Finished master thesis
- Piush Aggarwal
- Targeted audience
- AI Master
- Ability to read and understand papers written in English.
- Ability to perform academic writing.
- Strong programming skills (e.g.Java, essential)
- Lectures Information Retrieval oder Information Mining and the use of tools such as RapidMiner (essential)
In the last decade, social media have become the platforms par excellence for all kinds of online information exchange, such as: content creation, consumption and sharing; commenting on and engaging with contents posted by others; organisation of events; reporting and tracking of real-world events; rating and reviewing products; catching up with the latest developments in the news; etc. Among the best-known platforms today are Facebook, Twitter, Sina Weibo, Reddit and Instagram. Besides individuals, the presence of companies, agencies, institutions and politicians has also increased in social media. One of their objectives is to engage with a broader audience, while also learning from them. For instance, companies are interested in finding out what customers think about their products to further improve their services and perform targeted advertisements. Given the scale of social media use, it is also being leveraged to perform predictions on a variety of issues such as political elections, referenda and stock markets.

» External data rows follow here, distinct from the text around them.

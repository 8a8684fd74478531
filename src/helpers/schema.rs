//! CSV schema: canonical headers, legacy aliases and header matching.
//!
//! This is the single source of truth for column names. The loader and the
//! template generator both go through it.

use std::collections::HashMap;

use crate::error::CsvLoadError;
use crate::models::Weekday;

pub const PROJECT_NUMBER: &str = "project_number";
pub const PROJECT_NAME: &str = "project_name";
pub const PROJECT_TASK: &str = "project_task";

/// Canonical headers in file order.
pub const CANONICAL_HEADERS: [&str; 10] = [
    PROJECT_NUMBER,
    PROJECT_NAME,
    PROJECT_TASK,
    Weekday::Monday.as_str(),
    Weekday::Tuesday.as_str(),
    Weekday::Wednesday.as_str(),
    Weekday::Thursday.as_str(),
    Weekday::Friday.as_str(),
    Weekday::Saturday.as_str(),
    Weekday::Sunday.as_str(),
];

/// Older generator output: legacy name -> canonical name.
pub const LEGACY_ALIASES: [(&str, &str); 2] =
    [("project_text", PROJECT_NAME), ("task", PROJECT_TASK)];

pub const DELIMITER: u8 = b',';

/// Trim, lowercase, then map legacy aliases to their canonical name.
pub fn normalize_header(header: &str) -> String {
    let normalized = header.trim().to_lowercase();
    LEGACY_ALIASES
        .iter()
        .find(|(legacy, _)| *legacy == normalized)
        .map(|(_, canonical)| canonical.to_string())
        .unwrap_or(normalized)
}

/// Canonical headers absent from `headers`, in canonical order.
pub fn missing_headers<'a, I>(headers: I) -> Vec<&'static str>
where
    I: IntoIterator<Item = &'a str>,
{
    let present: Vec<String> = headers.into_iter().map(normalize_header).collect();
    CANONICAL_HEADERS
        .iter()
        .copied()
        .filter(|canonical| !present.iter().any(|h| h == canonical))
        .collect()
}

pub fn validate_headers<'a, I>(headers: I) -> Result<(), CsvLoadError>
where
    I: IntoIterator<Item = &'a str>,
{
    let headers: Vec<&str> = headers.into_iter().collect();
    if headers.iter().all(|h| h.trim().is_empty()) {
        return Err(CsvLoadError::NoHeaders);
    }

    let missing = missing_headers(headers);
    if missing.is_empty() {
        Ok(())
    } else {
        Err(CsvLoadError::MissingHeaders { missing })
    }
}

/// Column index for each normalized header. The first occurrence wins.
pub fn column_index<'a, I>(headers: I) -> HashMap<String, usize>
where
    I: IntoIterator<Item = &'a str>,
{
    let mut columns = HashMap::new();
    for (index, header) in headers.into_iter().enumerate() {
        columns.entry(normalize_header(header)).or_insert(index);
    }
    columns
}

#[cfg(test)]
mod tests {
    use super::*;

    #[test]
    fn normalizes_case_whitespace_and_aliases() {
        assert_eq!(normalize_header("  Project_Name  "), "project_name");
        assert_eq!(normalize_header("project_text"), "project_name");
        assert_eq!(normalize_header("TASK"), "project_task");
        assert_eq!(normalize_header("notes"), "notes");
    }

    #[test]
    fn accepts_canonical_legacy_and_extra_columns_in_any_order() {
        let legacy = [
            "sunday", "Monday", "tuesday", "wednesday", "thursday", "friday", "saturday",
            "task", "project_text", "Project_Number", "comment",
        ];
        assert!(validate_headers(legacy).is_ok());
        assert!(validate_headers(CANONICAL_HEADERS).is_ok());
    }

    #[test]
    fn reports_exactly_the_missing_names() {
        let err = validate_headers(["project_number", "monday"]).unwrap_err();
        match err {
            CsvLoadError::MissingHeaders { missing } => assert_eq!(
                missing,
                vec![
                    "project_name",
                    "project_task",
                    "tuesday",
                    "wednesday",
                    "thursday",
                    "friday",
                    "saturday",
                    "sunday"
                ]
            ),
            other => panic!("unexpected error: {other}"),
        }
    }

    #[test]
    fn empty_header_row_is_rejected() {
        assert!(matches!(validate_headers([""]), Err(CsvLoadError::NoHeaders)));
        assert!(matches!(
            validate_headers(Vec::<&str>::new()),
            Err(CsvLoadError::NoHeaders)
        ));
    }

    #[test]
    fn column_index_keeps_first_occurrence() {
        let columns = column_index(["project_number", "project_text", "project_name"]);
        assert_eq!(columns["project_name"], 1);
        assert_eq!(columns["project_number"], 0);
    }
}
//! [`TimesheetPage`] over the Chrome DevTools Protocol.
//!
//! All DOM work happens in small evaluated scripts. Arguments are embedded
//! as JSON literals, and every script returns a non-null value so results
//! always deserialize.

use async_trait::async_trait;
use chromiumoxide::browser::{Browser, BrowserConfig};
use chromiumoxide::cdp::js_protocol::runtime::EvaluateParams;
use chromiumoxide::page::{Page, ScreenshotParams};
use futures::StreamExt;
use serde::de::DeserializeOwned;
use serde::{Deserialize, Serialize};
use std::path::{Path, PathBuf};
use std::time::Duration;
use tokio::task::JoinHandle;
use tokio::time::{Instant, sleep};
use tracing::{debug, info, warn};

use crate::error::PageError;
use crate::helpers::template::ProjectData;
use crate::helpers::week::parse_week_display;
use crate::models::{WeekId, Weekday};
use crate::page::{FieldHandle, Locator, PageResult, RowHandle, TimesheetPage, selectors};

const POLL_INTERVAL: Duration = Duration::from_millis(100);

/// How the Chromium process is launched.
#[derive(Debug, Clone, PartialEq, Eq, Serialize, Deserialize)]
#[serde(default)]
pub struct BrowserOptions {
    /// Manual login needs a visible window, so this defaults to off.
    pub headless: bool,
    pub executable: Option<PathBuf>,
    pub sandbox: bool,
    pub window_width: u32,
    pub window_height: u32,
}

impl Default for BrowserOptions {
    fn default() -> Self {
        Self {
            headless: false,
            executable: None,
            sandbox: true,
            window_width: 1400,
            window_height: 900,
        }
    }
}

pub struct ChromiumPage {
    browser: Browser,
    page: Page,
    handler: JoinHandle<()>,
    closed: bool,
}

impl ChromiumPage {
    /// Launch Chromium and open a blank page.
    pub async fn launch(options: &BrowserOptions, page_load_timeout: Duration) -> PageResult<Self> {
        info!(
            "Launching Chromium ({})",
            if options.headless { "headless" } else { "headed" }
        );

        let mut builder = BrowserConfig::builder()
            .request_timeout(page_load_timeout)
            .window_size(options.window_width, options.window_height);
        if !options.headless {
            builder = builder.with_head();
        }
        if !options.sandbox {
            builder = builder.no_sandbox();
        }
        if let Some(ref path) = options.executable {
            builder = builder.chrome_executable(path);
        }

        let config = builder.build().map_err(PageError::Browser)?;
        let (browser, mut handler) = Browser::launch(config)
            .await
            .map_err(|e| PageError::Browser(e.to_string()))?;

        let handler = tokio::spawn(async move {
            while let Some(event) = handler.next().await {
                if let Err(e) = event {
                    debug!("CDP handler stopped: {}", e);
                    break;
                }
            }
        });

        let page = browser
            .new_page("about:blank")
            .await
            .map_err(|e| PageError::Browser(e.to_string()))?;

        Ok(Self {
            browser,
            page,
            handler,
            closed: false,
        })
    }

    async fn eval<T: DeserializeOwned>(&mut self, script: String) -> PageResult<T> {
        if self.closed {
            return Err(PageError::Closed);
        }

        let params = EvaluateParams::builder()
            .expression(script)
            .return_by_value(true)
            .await_promise(true)
            .build()
            .map_err(PageError::Script)?;

        self.page
            .evaluate_expression(params)
            .await
            .map_err(|e| PageError::Script(e.to_string()))?
            .into_value()
            .map_err(|e| PageError::Script(e.to_string()))
    }

    async fn probe(&mut self, locator: &Locator) -> PageResult<bool> {
        self.eval(format!(
            "(() => {{ const el = {}; return el !== null; }})()",
            find_expr(locator)
        ))
        .await
    }
}

/// JSON literal for embedding a value in a script.
fn js<T: Serialize + ?Sized>(value: &T) -> String {
    serde_json::to_string(value).unwrap_or_else(|_| "null".to_string())
}

/// Expression yielding the first visible element matching `locator`, or null.
fn find_expr(locator: &Locator) -> String {
    format!(
        "(Array.from(document.querySelectorAll({css})).find(el => \
            el.getClientRects().length > 0 && \
            ({text} === null || (el.textContent || '').includes({text}))) || null)",
        css = js(&locator.css),
        text = js(&locator.text),
    )
}

/// The row is found again by project key on every use, exact match first.
fn row_expr(row: &RowHandle) -> String {
    format!(
        "((key) => {{ \
            const rows = Array.from(document.querySelectorAll({rows})); \
            const cell = r => (r.querySelector({cell})?.textContent || '').trim(); \
            return rows.find(r => cell(r) === key) \
                || rows.find(r => cell(r).includes(key)) || null; \
        }})({key})",
        rows = js(selectors::PROJECT_ROWS),
        cell = js(selectors::PROJECT_CELL),
        key = js(&row.project_number),
    )
}

/// A poll result where a failed evaluation counts as "not yet".
///
/// While a click replaces the document, `Runtime.evaluate` fails against the
/// torn-down context. Only a closed page ends the wait early.
fn still_loading(result: PageResult<bool>) -> PageResult<bool> {
    match result {
        Err(PageError::Script(e) | PageError::Browser(e)) => {
            debug!("Evaluation failed while polling: {}", e);
            Ok(false)
        }
        other => other,
    }
}

fn field_expr(field: &FieldHandle) -> String {
    format!(
        "({row}?.querySelector({input}) ?? null)",
        row = row_expr(&field.row),
        input = js(&selectors::day_input(field.weekday)),
    )
}

/// Script setting an input through the native setter so Angular sees it.
fn set_value_script(field: &FieldHandle, value: &str) -> String {
    format!(
        "(() => {{ \
            const el = {field}; \
            if (el === null) return false; \
            const setter = Object \
                .getOwnPropertyDescriptor(HTMLInputElement.prototype, 'value').set; \
            el.focus(); \
            setter.call(el, {value}); \
            el.dispatchEvent(new Event('input', {{ bubbles: true }})); \
            el.dispatchEvent(new Event('change', {{ bubbles: true }})); \
            el.blur(); \
            return true; \
        }})()",
        field = field_expr(field),
        value = js(value),
    )
}

#[derive(Debug, Deserialize)]
struct ValueProbe {
    found: bool,
    value: String,
}

#[async_trait]
impl TimesheetPage for ChromiumPage {
    async fn navigate(&mut self, url: &str) -> PageResult<()> {
        info!("Navigating to {}", url);
        self.page
            .goto(url)
            .await
            .map_err(|e| PageError::Browser(e.to_string()))?;
        Ok(())
    }

    async fn wait_for_visible(&mut self, locator: &Locator, timeout: Duration) -> PageResult<bool> {
        let deadline = Instant::now() + timeout;
        loop {
            if still_loading(self.probe(locator).await)? {
                return Ok(true);
            }
            if Instant::now() >= deadline {
                debug!("{} not visible after {:?}", locator, timeout);
                return Ok(false);
            }
            sleep(POLL_INTERVAL).await;
        }
    }

    async fn detect_current_week(&mut self) -> PageResult<WeekId> {
        let texts: Vec<String> = self
            .eval(format!(
                "Array.from(document.querySelectorAll({})) \
                    .map(el => (el.textContent || '').trim().slice(0, 200))",
                js(selectors::WEEK_DISPLAY)
            ))
            .await?;

        let mut last_error = None;
        for text in texts.iter().filter(|t| !t.is_empty()) {
            match parse_week_display(text) {
                Ok(week) => {
                    debug!("Week display '{}' -> {}", text, week);
                    return Ok(week);
                }
                Err(e) => last_error = Some(e),
            }
        }

        match last_error {
            Some(e) => Err(PageError::WeekDisplay(e)),
            None => Err(PageError::WeekDisplayMissing),
        }
    }

    async fn locate_row(&mut self, project_number: &str) -> PageResult<Option<RowHandle>> {
        let index: i64 = self
            .eval(format!(
                "(() => {{ \
                    const key = {key}; \
                    const rows = Array.from(document.querySelectorAll({rows})); \
                    const cell = row => (row.querySelector({cell})?.textContent || '').trim(); \
                    let i = rows.findIndex(row => cell(row) === key); \
                    if (i < 0) i = rows.findIndex(row => cell(row).includes(key)); \
                    return i; \
                }})()",
                key = js(project_number),
                rows = js(selectors::PROJECT_ROWS),
                cell = js(selectors::PROJECT_CELL),
            ))
            .await?;

        Ok(usize::try_from(index).ok().map(|id| RowHandle {
            id,
            project_number: project_number.to_string(),
        }))
    }

    async fn locate_field(
        &mut self,
        row: &RowHandle,
        weekday: Weekday,
    ) -> PageResult<Option<FieldHandle>> {
        let field = FieldHandle {
            row: row.clone(),
            weekday,
        };
        let present: bool = self
            .eval(format!("({} !== null)", field_expr(&field)))
            .await?;
        Ok(present.then_some(field))
    }

    async fn read_value(&mut self, field: &FieldHandle) -> PageResult<String> {
        let probe: ValueProbe = self
            .eval(format!(
                "(() => {{ const el = {}; \
                    return {{ found: el !== null, \
                        value: el ? String(el.value ?? '') : '' }}; }})()",
                field_expr(field)
            ))
            .await?;

        if !probe.found {
            return Err(PageError::Script(format!(
                "{} input for {} is gone",
                field.weekday, field.row.project_number
            )));
        }
        Ok(probe.value)
    }

    async fn clear(&mut self, field: &FieldHandle) -> PageResult<()> {
        self.write_value(field, "").await
    }

    async fn write_value(&mut self, field: &FieldHandle, text: &str) -> PageResult<()> {
        let written: bool = self.eval(set_value_script(field, text)).await?;
        if written {
            Ok(())
        } else {
            Err(PageError::Script(format!(
                "{} input for {} is gone",
                field.weekday, field.row.project_number
            )))
        }
    }

    async fn click(&mut self, locator: &Locator) -> PageResult<bool> {
        let clicked: bool = self
            .eval(format!(
                "(() => {{ \
                    const el = {find}; \
                    if (el === null) return false; \
                    window.__tmsStamp = true; \
                    window.__tmsMutated = false; \
                    if (window.__tmsObserver) window.__tmsObserver.disconnect(); \
                    window.__tmsObserver = \
                        new MutationObserver(() => {{ window.__tmsMutated = true; }}); \
                    window.__tmsObserver.observe( \
                        document.body, {{ childList: true, subtree: true, characterData: true }}); \
                    el.click(); \
                    return true; \
                }})()",
                find = find_expr(locator),
            ))
            .await?;

        debug!("click {} -> {}", locator, clicked);
        Ok(clicked)
    }

    async fn wait_for_transition(&mut self, timeout: Duration) -> PageResult<bool> {
        let deadline = Instant::now() + timeout;
        loop {
            // A replaced document drops the stamp; an SPA update trips the observer.
            let settled = self
                .eval(
                    "((window.__tmsStamp !== true || window.__tmsMutated === true) \
                        && document.readyState === 'complete')"
                        .to_string(),
                )
                .await;
            if still_loading(settled)? {
                return Ok(true);
            }
            if Instant::now() >= deadline {
                return Ok(false);
            }
            sleep(POLL_INTERVAL).await;
        }
    }

    async fn list_projects(&mut self) -> PageResult<Vec<ProjectData>> {
        let projects: Vec<ProjectData> = self
            .eval(format!(
                "Array.from(document.querySelectorAll({rows})).map(row => {{ \
                    const text = sel => (row.querySelector(sel)?.textContent || '').trim(); \
                    return {{ project_number: text({number}), \
                        project_name: text({name}), project_task: text({task}) }}; \
                }}).filter(p => p.project_number.length > 0)",
                rows = js(selectors::PROJECT_ROWS),
                number = js(selectors::PROJECT_CELL),
                name = js(selectors::NAME_CELL),
                task = js(selectors::TASK_CELL),
            ))
            .await?;

        info!("Found {} project row(s) on the page", projects.len());
        Ok(projects)
    }

    async fn screenshot(&mut self, path: &Path) -> PageResult<()> {
        if self.closed {
            return Err(PageError::Closed);
        }

        let png = self
            .page
            .screenshot(ScreenshotParams::builder().full_page(true).build())
            .await
            .map_err(|e| PageError::Browser(e.to_string()))?;
        if let Some(parent) = path.parent().filter(|p| !p.as_os_str().is_empty()) {
            tokio::fs::create_dir_all(parent).await?;
        }
        tokio::fs::write(path, png).await?;

        info!("Saved screenshot to {}", path.display());
        Ok(())
    }

    async fn close(&mut self) -> PageResult<()> {
        if self.closed {
            return Ok(());
        }
        self.closed = true;

        info!("Closing browser");
        if let Err(e) = self.browser.close().await {
            warn!("Browser did not close cleanly: {}", e);
        }
        if let Err(e) = self.browser.wait().await {
            warn!("Failed to reap browser process: {}", e);
        }
        self.handler.abort();
        Ok(())
    }
}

While social media mining and analysis has become the ultimate approach to dig for knowledge and understand opinions of others it is only available for those who are technically equipped. For instance, researchers from social sciences or other less technical studies have difficulties to perform social media mining and analysis and are excluded from the knowledge available in social media.
Currently we are developing a web application that addresses this gap. The application allows users to login and create their own analyses pipelines. Each analysis process consists of building blocks that can be easily plugged in to a pipeline. A user is able to create several pipelines. The heard of each pipeline consist of analysis solutions.
In this master thesis the aim is to develop an analysis solution to to classify posts as news or non-news, as well as posts that are news as good or bad news.
This type of classification is important for the social science research and journalism sectors as they spend most of their resources in finding out informative news from social media. This means for them it is extremely imperative to have profoundly newsworthy content. Manually gathering such data does not scale up and thus automatic solutions provide an ideal situation.
Indeed, even this application can assist other social media users like politicians, economics, students, researchers, etc. who like to access to real news about events they follow.
Furthermore, according Personality and Social Psychology Bulletin by Angela Legg and Kate Sweeny published in March 2014 the vast majority (78%) wanted to hear the bad news first, trailed by the good news, because they believed they would feel better if they got the bad news out of the way and ended on a good note. Automatic classification of good and bad news certainly assists various news agencies and analysts from sociology to meet above objective.
The aim of this master thesis is to develop an analysis solution that aims to categorize each user post whether it is news or not, and when it is news then it should further categorize it to good and bad news. The candidate should first collect substantial enough labeled data. Once the data is available different machine learning approaches should be investigated to perform the two tasks. Each approach should be evaluated and metrics such as accuracy, precision, recall should be reported. Finally, best performing solutions should be integrated to the web application mentioned above.